Dataset excerpts
※ ※ ※
use crate::SandboxError;
use crate::modules::SharedModules;
use std::rc::Rc;
use std::time::Instant;

/// Host function installed into the guest: two text arguments in, text out
pub type HostFunction = Rc<dyn Fn(&str, &str) -> String>;

/// Limits applied when an interpreter is created
#[derive(Debug, Clone, Copy, PartialEq, Eq)]
pub struct InterpreterLimits {
    pub memory_bytes: usize,
    pub stack_bytes: usize,
    /// Guest execution is interrupted once `Instant::now()` passes this
    pub deadline: Instant,
}

/// Narrow port onto an embedded script interpreter
///
/// The execution session drives any implementation through these calls
/// only: create, install, eval, call, drain, dispose. Values never cross
/// the boundary as live references, only as text.
///
/// Note: implementations are usually `!Send`, since interpreter contexts
/// are bound to the thread that created them.
pub trait Interpreter: Sized {
    /// Engine name reported by `search`
    const ENGINE: &'static str;

    /// Create a fresh instance with memory, stack and deadline limits
    /// installed, and its module loader reading from `modules`
    fn create(limits: InterpreterLimits, modules: SharedModules) -> Result<Self, SandboxError>;

    /// Expose `function` as a global named `name`
    fn install(&mut self, name: &str, function: HostFunction) -> Result<(), SandboxError>;

    /// Evaluate a script, discarding its completion value
    fn eval(&mut self, source: &str) -> Result<(), SandboxError>;

    /// Call the global function `function` with one string, returning its string result
    ///
    /// Uncaught guest exceptions come back as `SandboxError::Guest`.
    fn call(&mut self, function: &str, argument: &str) -> Result<String, SandboxError>;

    /// Whether queued jobs (promise reactions, module evaluation) remain
    fn has_pending_jobs(&self) -> bool;

    /// Run at most `max_jobs` queued jobs; returns how many ran
    ///
    /// An exception escaping a job comes back as `SandboxError::Guest`.
    fn run_pending_jobs(&mut self, max_jobs: usize) -> Result<usize, SandboxError>;

    /// Release the instance; must be called on every exit path
    fn dispose(self);
}
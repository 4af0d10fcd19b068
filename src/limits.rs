use crate::config::{RawConfig, parse_flag, parse_positive};
use serde::{Deserialize, Serialize};
use std::time::Duration;

/// Resource limits for one sandbox run
///
/// Built once from configuration and never mutated while a run is in flight.
#[derive(Debug, Clone, PartialEq, Eq, Serialize, Deserialize)]
#[serde(rename_all = "camelCase")]
pub struct QuotaPolicy {
    pub code_exec_enabled: bool,
    pub net_fetch_enabled: bool,
    pub pkg_install_enabled: bool,

    /// Wall-clock budget for the whole run (default: 2s)
    pub exec_timeout_ms: u64,
    /// Interpreter heap ceiling in MB (default: 32MB)
    pub exec_memory_mb: u64,
    /// Interpreter stack ceiling in KB (default: 512KB)
    pub exec_stack_kb: u64,
    /// Privileged calls allowed per run, across all host functions (default: 25)
    pub exec_max_host_calls: u64,
    /// Console lines kept; extra lines are dropped silently (default: 120)
    pub exec_max_log_lines: u64,
    /// Serialized result size before clamping (default: 64KB)
    pub exec_max_output_bytes: u64,

    pub net_max_requests_per_run: u64,
    /// Declared only: the drain loop settles one request at a time
    pub net_max_parallel_requests: u64,
    pub net_request_timeout_ms: u64,
    pub net_max_response_bytes: u64,
    pub net_max_total_download_bytes: u64,
    pub net_max_redirects: u64,

    pub pkg_install_timeout_ms: u64,
    pub pkg_max_spec_length: u64,
    pub pkg_max_module_bytes: u64,
    /// Caps bytes prefetched into the module store per run
    pub pkg_max_total_install_bytes_per_run: u64,
    pub pkg_max_installs_per_run: u64,
}

impl Default for QuotaPolicy {
    fn default() -> Self {
        Self {
            code_exec_enabled: true,
            net_fetch_enabled: true,
            pkg_install_enabled: true,
            exec_timeout_ms: 2_000,
            exec_memory_mb: 32,
            exec_stack_kb: 512,
            exec_max_host_calls: 25,
            exec_max_log_lines: 120,
            exec_max_output_bytes: 65_536,
            net_max_requests_per_run: 25,
            net_max_parallel_requests: 4,
            net_request_timeout_ms: 10_000,
            net_max_response_bytes: 2 * 1024 * 1024,
            net_max_total_download_bytes: 10 * 1024 * 1024,
            net_max_redirects: 5,
            pkg_install_timeout_ms: 15_000,
            pkg_max_spec_length: 120,
            pkg_max_module_bytes: 3 * 1024 * 1024,
            pkg_max_total_install_bytes_per_run: 15 * 1024 * 1024,
            pkg_max_installs_per_run: 5,
        }
    }
}

impl QuotaPolicy {
    /// Derive a policy from raw configuration
    ///
    /// Each field falls back to its default on its own when the option is
    /// absent, unparsable, or not positive. Never fails.
    pub fn derive(raw: &RawConfig) -> Self {
        let d = Self::default();
        let num = |option: &str, default: u64| parse_positive(raw.get(option)).unwrap_or(default);
        let flag = |option: &str, default: bool| parse_flag(raw.get(option)).unwrap_or(default);

        Self {
            code_exec_enabled: flag("codeExecEnabled", d.code_exec_enabled),
            net_fetch_enabled: flag("netFetchEnabled", d.net_fetch_enabled),
            pkg_install_enabled: flag("pkgInstallEnabled", d.pkg_install_enabled),
            exec_timeout_ms: num("execTimeoutMs", d.exec_timeout_ms),
            exec_memory_mb: num("execMemoryMb", d.exec_memory_mb),
            exec_stack_kb: num("execStackKb", d.exec_stack_kb),
            exec_max_host_calls: num("execMaxHostCalls", d.exec_max_host_calls),
            exec_max_log_lines: num("execMaxLogLines", d.exec_max_log_lines),
            exec_max_output_bytes: num("execMaxOutputBytes", d.exec_max_output_bytes),
            net_max_requests_per_run: num("netMaxRequestsPerRun", d.net_max_requests_per_run),
            net_max_parallel_requests: num("netMaxParallelRequests", d.net_max_parallel_requests),
            net_request_timeout_ms: num("netRequestTimeoutMs", d.net_request_timeout_ms),
            net_max_response_bytes: num("netMaxResponseBytes", d.net_max_response_bytes),
            net_max_total_download_bytes: num(
                "netMaxTotalDownloadBytes",
                d.net_max_total_download_bytes,
            ),
            net_max_redirects: num("netMaxRedirects", d.net_max_redirects),
            pkg_install_timeout_ms: num("pkgInstallTimeoutMs", d.pkg_install_timeout_ms),
            pkg_max_spec_length: num("pkgMaxSpecLength", d.pkg_max_spec_length),
            pkg_max_module_bytes: num("pkgMaxModuleBytes", d.pkg_max_module_bytes),
            pkg_max_total_install_bytes_per_run: num(
                "pkgMaxTotalInstallBytesPerRun",
                d.pkg_max_total_install_bytes_per_run,
            ),
            pkg_max_installs_per_run: num("pkgMaxInstallsPerRun", d.pkg_max_installs_per_run),
        }
    }

    /// Shorthand for `derive(&RawConfig::from_env())`
    pub fn from_env() -> Self {
        Self::derive(&RawConfig::from_env())
    }

    pub fn exec_timeout(&self) -> Duration {
        Duration::from_millis(self.exec_timeout_ms)
    }

    pub fn net_request_timeout(&self) -> Duration {
        Duration::from_millis(self.net_request_timeout_ms)
    }

    pub fn pkg_install_timeout(&self) -> Duration {
        Duration::from_millis(self.pkg_install_timeout_ms)
    }

    pub fn memory_limit_bytes(&self) -> usize {
        usize::try_from(self.exec_memory_mb.saturating_mul(1024 * 1024)).unwrap_or(usize::MAX)
    }

    pub fn stack_limit_bytes(&self) -> usize {
        usize::try_from(self.exec_stack_kb.saturating_mul(1024)).unwrap_or(usize::MAX)
    }
}

#[cfg(test)]
mod tests {
    use super::*;

    #[test]
    fn test_empty_config_is_default() {
        assert_eq!(QuotaPolicy::derive(&RawConfig::new()), QuotaPolicy::default());
    }

    #[test]
    fn test_each_field_defaults_independently() {
        let raw: RawConfig = [
            ("execTimeoutMs", "750"),
            ("execMemoryMb", "-1"),
            ("execStackKb", "lots"),
            ("netMaxRedirects", "0"),
            ("pkgMaxInstallsPerRun", "2.9"),
        ]
        .into_iter()
        .collect();

        let policy = QuotaPolicy::derive(&raw);
        assert_eq!(policy.exec_timeout_ms, 750);
        assert_eq!(policy.exec_memory_mb, 32);
        assert_eq!(policy.exec_stack_kb, 512);
        assert_eq!(policy.net_max_redirects, 5);
        assert_eq!(policy.pkg_max_installs_per_run, 2);
        assert_eq!(policy.exec_max_host_calls, 25);
    }

    #[test]
    fn test_flags() {
        let raw: RawConfig = [
            ("codeExecEnabled", "no"),
            ("netFetchEnabled", "bogus"),
            ("pkgInstallEnabled", "0"),
        ]
        .into_iter()
        .collect();

        let policy = QuotaPolicy::derive(&raw);
        assert!(!policy.code_exec_enabled);
        assert!(policy.net_fetch_enabled);
        assert!(!policy.pkg_install_enabled);
    }

    #[test]
    fn test_serializes_camel_case() {
        let value = serde_json::to_value(QuotaPolicy::default()).unwrap();
        assert_eq!(value["execTimeoutMs"], 2000);
        assert_eq!(value["pkgMaxTotalInstallBytesPerRun"], 15_728_640);
        assert_eq!(value["codeExecEnabled"], true);
    }

    #[test]
    fn test_byte_conversions() {
        let policy = QuotaPolicy::default();
        assert_eq!(policy.memory_limit_bytes(), 32 * 1024 * 1024);
        assert_eq!(policy.stack_limit_bytes(), 512 * 1024);
        assert_eq!(policy.exec_timeout(), Duration::from_secs(2));
    }
}
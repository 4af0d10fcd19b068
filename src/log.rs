use crate::output::truncate_chars;
use serde::{Deserialize, Serialize};

/// Longest console line kept, in characters
pub const MAX_LOG_TEXT_CHARS: usize = 2_000;

/// Log event from guest console
#[derive(Debug, Clone, PartialEq, Eq, Serialize, Deserialize)]
pub struct LogEvent {
    pub level: LogLevel,
    pub message: String,
}

/// Console levels the host accepts
#[derive(Debug, Clone, Copy, PartialEq, Eq, Serialize, Deserialize)]
#[serde(rename_all = "lowercase")]
pub enum LogLevel {
    Log,
    Warn,
    Error,
}

impl LogLevel {
    pub fn as_str(&self) -> &'static str {
        match self {
            LogLevel::Log => "log",
            LogLevel::Warn => "warn",
            LogLevel::Error => "error",
        }
    }
}

impl std::str::FromStr for LogLevel {
    type Err = ();

    fn from_str(s: &str) -> Result<Self, Self::Err> {
        match s {
            "log" => Ok(LogLevel::Log),
            "warn" => Ok(LogLevel::Warn),
            "error" => Ok(LogLevel::Error),
            _ => Err(()),
        }
    }
}

impl std::fmt::Display for LogLevel {
    fn fmt(&self, f: &mut std::fmt::Formatter<'_>) -> std::fmt::Result {
        f.write_str(self.as_str())
    }
}

/// Bounded console capture for one run
#[derive(Debug, Default)]
pub struct LogBuffer {
    max_lines: usize,
    events: Vec<LogEvent>,
    dropped: u64,
}

impl LogBuffer {
    pub fn new(max_lines: u64) -> Self {
        Self {
            max_lines: usize::try_from(max_lines).unwrap_or(usize::MAX),
            events: Vec::new(),
            dropped: 0,
        }
    }

    /// Append a line; returns false when it was dropped for lack of room
    pub fn push(&mut self, level: LogLevel, text: &str) -> bool {
        if self.events.len() >= self.max_lines {
            self.dropped += 1;
            return false;
        }
        self.events.push(LogEvent {
            level,
            message: truncate_chars(text, MAX_LOG_TEXT_CHARS),
        });
        true
    }

    pub fn dropped(&self) -> u64 {
        self.dropped
    }

    pub fn into_events(self) -> Vec<LogEvent> {
        self.events
    }
}

#[cfg(test)]
mod tests {
    use super::*;

    #[test]
    fn test_levels() {
        assert_eq!("warn".parse::<LogLevel>(), Ok(LogLevel::Warn));
        assert!("info".parse::<LogLevel>().is_err());
        assert!("LOG".parse::<LogLevel>().is_err());
        assert_eq!(LogLevel::Error.to_string(), "error");
    }

    #[test]
    fn test_buffer_drops_beyond_capacity() {
        let mut logs = LogBuffer::new(2);
        assert!(logs.push(LogLevel::Log, "a"));
        assert!(logs.push(LogLevel::Warn, "b"));
        assert!(!logs.push(LogLevel::Error, "c"));

        assert_eq!(logs.dropped(), 1);
        let events = logs.into_events();
        assert_eq!(events.len(), 2);
        assert_eq!(events[1].message, "b");
    }

    #[test]
    fn test_buffer_truncates_text() {
        let mut logs = LogBuffer::new(1);
        logs.push(LogLevel::Log, &"z".repeat(MAX_LOG_TEXT_CHARS + 10));
        assert_eq!(logs.into_events()[0].message.len(), MAX_LOG_TEXT_CHARS);
    }
}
※ ※ ※
WHAT THE TASK ASKS >>
Lines from the first one above through the line containing "interpreter is created" are to be retyped exactly, both included, and nothing more.

FINISHED TASK >>
use crate::SandboxError;
use crate::modules::SharedModules;
use std::rc::Rc;
use std::time::Instant;

/// Host function installed into the guest: two text arguments in, text out
pub type HostFunction = Rc<dyn Fn(&str, &str) -> String>;

/// Limits applied when an interpreter is created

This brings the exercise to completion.